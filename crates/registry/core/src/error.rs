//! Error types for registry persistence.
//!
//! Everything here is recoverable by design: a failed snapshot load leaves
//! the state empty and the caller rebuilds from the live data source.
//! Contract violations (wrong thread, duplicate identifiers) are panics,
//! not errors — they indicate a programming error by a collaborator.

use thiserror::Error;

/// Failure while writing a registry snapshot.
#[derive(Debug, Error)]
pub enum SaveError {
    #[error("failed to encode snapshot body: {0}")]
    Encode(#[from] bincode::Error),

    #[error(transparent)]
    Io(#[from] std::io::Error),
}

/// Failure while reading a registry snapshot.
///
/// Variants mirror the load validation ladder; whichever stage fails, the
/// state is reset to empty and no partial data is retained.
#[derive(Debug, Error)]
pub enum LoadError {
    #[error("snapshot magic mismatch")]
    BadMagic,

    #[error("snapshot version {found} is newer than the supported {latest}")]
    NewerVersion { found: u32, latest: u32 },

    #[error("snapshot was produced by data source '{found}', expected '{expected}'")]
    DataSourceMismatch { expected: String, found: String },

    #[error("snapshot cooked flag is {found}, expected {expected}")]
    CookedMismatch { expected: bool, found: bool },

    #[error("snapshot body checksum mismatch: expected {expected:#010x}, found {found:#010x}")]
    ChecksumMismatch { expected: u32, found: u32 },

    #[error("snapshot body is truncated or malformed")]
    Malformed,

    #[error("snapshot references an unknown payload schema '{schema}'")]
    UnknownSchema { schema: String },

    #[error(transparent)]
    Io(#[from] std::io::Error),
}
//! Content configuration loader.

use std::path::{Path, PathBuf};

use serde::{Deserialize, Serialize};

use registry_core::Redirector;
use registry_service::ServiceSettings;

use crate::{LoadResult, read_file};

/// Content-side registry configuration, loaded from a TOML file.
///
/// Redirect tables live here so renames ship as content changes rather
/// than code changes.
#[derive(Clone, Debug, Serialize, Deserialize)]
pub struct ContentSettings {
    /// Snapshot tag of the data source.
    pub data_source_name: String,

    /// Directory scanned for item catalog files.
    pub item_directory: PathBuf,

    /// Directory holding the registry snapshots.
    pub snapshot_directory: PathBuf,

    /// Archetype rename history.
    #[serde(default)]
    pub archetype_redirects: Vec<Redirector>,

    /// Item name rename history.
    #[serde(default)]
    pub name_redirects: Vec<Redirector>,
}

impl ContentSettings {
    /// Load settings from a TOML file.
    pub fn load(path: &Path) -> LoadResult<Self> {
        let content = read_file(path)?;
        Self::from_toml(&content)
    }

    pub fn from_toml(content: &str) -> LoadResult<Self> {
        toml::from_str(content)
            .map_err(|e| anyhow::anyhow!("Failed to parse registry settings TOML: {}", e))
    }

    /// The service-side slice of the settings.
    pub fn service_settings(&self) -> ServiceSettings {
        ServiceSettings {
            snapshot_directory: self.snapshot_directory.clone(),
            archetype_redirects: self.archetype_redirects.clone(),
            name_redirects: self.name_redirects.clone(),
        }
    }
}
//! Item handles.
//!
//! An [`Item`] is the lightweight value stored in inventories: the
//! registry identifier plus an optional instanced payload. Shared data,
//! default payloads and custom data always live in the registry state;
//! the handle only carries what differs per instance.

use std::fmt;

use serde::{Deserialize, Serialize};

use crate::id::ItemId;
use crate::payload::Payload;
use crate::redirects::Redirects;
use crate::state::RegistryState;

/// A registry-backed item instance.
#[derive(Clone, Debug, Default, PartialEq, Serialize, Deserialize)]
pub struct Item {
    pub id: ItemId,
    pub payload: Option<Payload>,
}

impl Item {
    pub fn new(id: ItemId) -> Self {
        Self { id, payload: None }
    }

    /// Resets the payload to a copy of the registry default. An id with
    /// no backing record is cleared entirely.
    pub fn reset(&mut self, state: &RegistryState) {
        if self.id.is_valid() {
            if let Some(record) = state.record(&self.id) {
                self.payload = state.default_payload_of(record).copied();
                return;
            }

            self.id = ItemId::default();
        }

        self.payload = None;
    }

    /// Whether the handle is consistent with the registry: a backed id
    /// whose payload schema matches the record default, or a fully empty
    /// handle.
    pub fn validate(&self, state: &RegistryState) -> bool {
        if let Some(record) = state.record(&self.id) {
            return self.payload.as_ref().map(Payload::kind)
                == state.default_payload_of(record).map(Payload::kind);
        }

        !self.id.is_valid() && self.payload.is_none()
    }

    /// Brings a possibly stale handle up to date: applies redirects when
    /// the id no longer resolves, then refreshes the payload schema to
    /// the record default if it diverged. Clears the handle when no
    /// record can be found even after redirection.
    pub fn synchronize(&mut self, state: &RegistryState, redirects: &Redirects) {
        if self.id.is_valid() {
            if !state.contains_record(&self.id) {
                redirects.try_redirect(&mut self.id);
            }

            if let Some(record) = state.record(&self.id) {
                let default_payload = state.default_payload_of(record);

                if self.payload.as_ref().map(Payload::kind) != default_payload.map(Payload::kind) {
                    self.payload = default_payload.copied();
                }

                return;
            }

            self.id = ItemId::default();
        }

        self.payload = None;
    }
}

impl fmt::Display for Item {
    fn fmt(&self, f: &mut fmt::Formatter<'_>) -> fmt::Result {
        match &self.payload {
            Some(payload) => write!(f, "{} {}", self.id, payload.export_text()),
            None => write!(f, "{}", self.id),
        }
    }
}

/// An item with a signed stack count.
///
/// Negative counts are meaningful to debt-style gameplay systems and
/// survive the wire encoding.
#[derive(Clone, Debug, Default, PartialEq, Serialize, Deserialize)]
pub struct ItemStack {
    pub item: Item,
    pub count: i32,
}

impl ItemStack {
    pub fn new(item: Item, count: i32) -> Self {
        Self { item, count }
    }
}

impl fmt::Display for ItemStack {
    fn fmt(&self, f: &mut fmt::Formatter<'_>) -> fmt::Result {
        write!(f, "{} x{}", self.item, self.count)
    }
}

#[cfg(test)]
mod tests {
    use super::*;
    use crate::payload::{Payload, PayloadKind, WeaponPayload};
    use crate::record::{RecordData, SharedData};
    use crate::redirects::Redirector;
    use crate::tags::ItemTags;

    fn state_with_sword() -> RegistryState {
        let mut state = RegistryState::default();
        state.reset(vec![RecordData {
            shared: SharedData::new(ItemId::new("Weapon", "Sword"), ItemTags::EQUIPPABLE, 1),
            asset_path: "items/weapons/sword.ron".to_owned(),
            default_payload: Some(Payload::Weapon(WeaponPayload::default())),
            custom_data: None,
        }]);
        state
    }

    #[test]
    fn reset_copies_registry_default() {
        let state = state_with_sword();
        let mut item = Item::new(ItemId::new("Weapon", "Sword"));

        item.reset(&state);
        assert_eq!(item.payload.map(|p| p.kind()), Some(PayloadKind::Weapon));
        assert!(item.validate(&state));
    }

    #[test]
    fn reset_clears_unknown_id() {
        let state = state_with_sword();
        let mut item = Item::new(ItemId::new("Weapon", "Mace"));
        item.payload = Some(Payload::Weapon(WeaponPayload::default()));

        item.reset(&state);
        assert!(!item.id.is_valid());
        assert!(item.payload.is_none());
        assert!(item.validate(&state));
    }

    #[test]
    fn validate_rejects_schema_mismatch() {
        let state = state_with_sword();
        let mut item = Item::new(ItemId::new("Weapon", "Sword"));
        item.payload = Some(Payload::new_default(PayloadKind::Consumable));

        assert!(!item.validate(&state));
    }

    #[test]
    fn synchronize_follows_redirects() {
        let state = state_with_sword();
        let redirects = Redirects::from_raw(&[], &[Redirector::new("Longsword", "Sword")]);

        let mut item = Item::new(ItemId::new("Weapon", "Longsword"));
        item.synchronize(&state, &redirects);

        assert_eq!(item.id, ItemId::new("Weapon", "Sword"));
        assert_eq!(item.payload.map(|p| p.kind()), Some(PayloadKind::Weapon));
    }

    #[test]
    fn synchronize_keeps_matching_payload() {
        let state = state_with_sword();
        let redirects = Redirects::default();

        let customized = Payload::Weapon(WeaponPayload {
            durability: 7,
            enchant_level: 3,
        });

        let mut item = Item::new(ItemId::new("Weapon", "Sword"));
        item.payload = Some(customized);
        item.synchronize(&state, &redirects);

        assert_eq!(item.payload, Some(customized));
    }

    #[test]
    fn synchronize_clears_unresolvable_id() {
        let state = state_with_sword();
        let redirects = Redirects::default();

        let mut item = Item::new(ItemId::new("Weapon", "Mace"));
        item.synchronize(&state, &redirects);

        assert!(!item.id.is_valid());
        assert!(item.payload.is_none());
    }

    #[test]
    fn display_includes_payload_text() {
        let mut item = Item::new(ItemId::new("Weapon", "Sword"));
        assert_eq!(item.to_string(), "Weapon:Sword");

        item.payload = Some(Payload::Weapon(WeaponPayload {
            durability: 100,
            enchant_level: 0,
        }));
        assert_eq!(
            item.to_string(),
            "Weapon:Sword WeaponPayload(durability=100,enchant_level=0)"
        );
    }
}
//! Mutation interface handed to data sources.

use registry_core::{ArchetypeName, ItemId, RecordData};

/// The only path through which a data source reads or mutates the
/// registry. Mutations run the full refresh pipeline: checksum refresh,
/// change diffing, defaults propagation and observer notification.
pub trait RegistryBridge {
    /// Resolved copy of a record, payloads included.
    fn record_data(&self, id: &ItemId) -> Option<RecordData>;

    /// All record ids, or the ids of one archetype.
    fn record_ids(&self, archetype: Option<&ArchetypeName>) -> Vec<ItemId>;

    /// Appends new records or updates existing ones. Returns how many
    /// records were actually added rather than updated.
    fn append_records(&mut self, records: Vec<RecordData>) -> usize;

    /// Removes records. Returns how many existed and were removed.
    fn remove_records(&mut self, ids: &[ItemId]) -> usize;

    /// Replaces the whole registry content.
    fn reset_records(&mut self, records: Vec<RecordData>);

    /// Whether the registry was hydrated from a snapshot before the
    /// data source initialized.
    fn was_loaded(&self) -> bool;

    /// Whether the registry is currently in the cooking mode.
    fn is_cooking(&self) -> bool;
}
==
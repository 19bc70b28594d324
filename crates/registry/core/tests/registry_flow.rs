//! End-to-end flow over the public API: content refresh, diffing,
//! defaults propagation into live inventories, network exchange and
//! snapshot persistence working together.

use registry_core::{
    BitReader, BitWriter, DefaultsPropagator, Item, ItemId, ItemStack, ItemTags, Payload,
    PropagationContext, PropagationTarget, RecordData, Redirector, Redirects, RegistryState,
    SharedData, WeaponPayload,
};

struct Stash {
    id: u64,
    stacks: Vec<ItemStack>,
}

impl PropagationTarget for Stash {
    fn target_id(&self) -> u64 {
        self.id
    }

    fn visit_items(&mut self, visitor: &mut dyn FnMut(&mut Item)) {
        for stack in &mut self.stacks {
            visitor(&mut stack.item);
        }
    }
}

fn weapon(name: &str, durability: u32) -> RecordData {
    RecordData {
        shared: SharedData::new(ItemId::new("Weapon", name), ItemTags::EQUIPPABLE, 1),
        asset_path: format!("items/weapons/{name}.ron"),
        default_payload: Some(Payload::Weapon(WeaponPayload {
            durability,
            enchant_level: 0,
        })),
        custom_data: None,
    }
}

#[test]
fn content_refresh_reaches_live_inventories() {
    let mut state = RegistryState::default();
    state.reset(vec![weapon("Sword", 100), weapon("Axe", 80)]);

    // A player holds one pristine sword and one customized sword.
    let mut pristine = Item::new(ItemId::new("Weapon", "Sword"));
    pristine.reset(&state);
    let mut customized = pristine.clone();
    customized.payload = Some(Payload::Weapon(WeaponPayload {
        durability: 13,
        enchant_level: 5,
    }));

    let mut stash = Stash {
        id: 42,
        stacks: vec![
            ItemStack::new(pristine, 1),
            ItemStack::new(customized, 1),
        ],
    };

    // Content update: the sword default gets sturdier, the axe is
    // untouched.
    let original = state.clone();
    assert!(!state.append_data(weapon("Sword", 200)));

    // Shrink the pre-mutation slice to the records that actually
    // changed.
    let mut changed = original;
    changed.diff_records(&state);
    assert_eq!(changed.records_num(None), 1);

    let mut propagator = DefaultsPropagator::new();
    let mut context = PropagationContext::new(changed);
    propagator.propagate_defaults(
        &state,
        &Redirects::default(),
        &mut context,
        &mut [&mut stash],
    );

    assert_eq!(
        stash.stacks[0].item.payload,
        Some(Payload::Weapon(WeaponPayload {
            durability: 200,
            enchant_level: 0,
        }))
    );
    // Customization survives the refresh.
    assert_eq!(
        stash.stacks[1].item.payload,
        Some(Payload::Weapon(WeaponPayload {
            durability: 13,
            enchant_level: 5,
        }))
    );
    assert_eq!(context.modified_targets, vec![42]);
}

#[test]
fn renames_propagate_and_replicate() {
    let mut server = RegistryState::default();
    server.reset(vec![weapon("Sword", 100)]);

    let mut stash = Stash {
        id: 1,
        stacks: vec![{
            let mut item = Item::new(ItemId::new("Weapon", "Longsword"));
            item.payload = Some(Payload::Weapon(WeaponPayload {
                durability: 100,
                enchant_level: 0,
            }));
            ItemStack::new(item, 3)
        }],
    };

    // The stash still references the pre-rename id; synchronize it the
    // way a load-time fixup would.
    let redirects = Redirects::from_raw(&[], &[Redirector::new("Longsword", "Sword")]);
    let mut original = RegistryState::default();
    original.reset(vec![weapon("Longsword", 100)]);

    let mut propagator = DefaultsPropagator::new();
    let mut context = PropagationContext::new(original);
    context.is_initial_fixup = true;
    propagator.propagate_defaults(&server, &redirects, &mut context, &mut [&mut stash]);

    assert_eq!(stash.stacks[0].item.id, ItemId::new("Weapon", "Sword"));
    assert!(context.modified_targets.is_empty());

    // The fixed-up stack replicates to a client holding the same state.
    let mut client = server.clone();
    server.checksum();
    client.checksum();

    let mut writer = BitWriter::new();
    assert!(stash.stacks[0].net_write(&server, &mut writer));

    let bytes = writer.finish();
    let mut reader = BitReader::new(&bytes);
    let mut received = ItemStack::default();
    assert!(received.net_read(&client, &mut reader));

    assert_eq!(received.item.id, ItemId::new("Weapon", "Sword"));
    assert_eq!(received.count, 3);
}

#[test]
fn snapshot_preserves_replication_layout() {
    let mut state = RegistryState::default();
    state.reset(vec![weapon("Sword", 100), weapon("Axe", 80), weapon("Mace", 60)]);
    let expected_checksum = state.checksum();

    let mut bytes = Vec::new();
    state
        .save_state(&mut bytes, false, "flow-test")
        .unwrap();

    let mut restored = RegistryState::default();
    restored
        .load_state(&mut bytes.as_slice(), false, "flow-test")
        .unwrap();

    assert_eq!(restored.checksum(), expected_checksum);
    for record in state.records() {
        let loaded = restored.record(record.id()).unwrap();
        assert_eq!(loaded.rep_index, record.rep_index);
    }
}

ACTION ITEM =
Please give the number of lines in the data above that contain the word "Redirector", with nothing else.

ANSWER TO THIS TASK =
7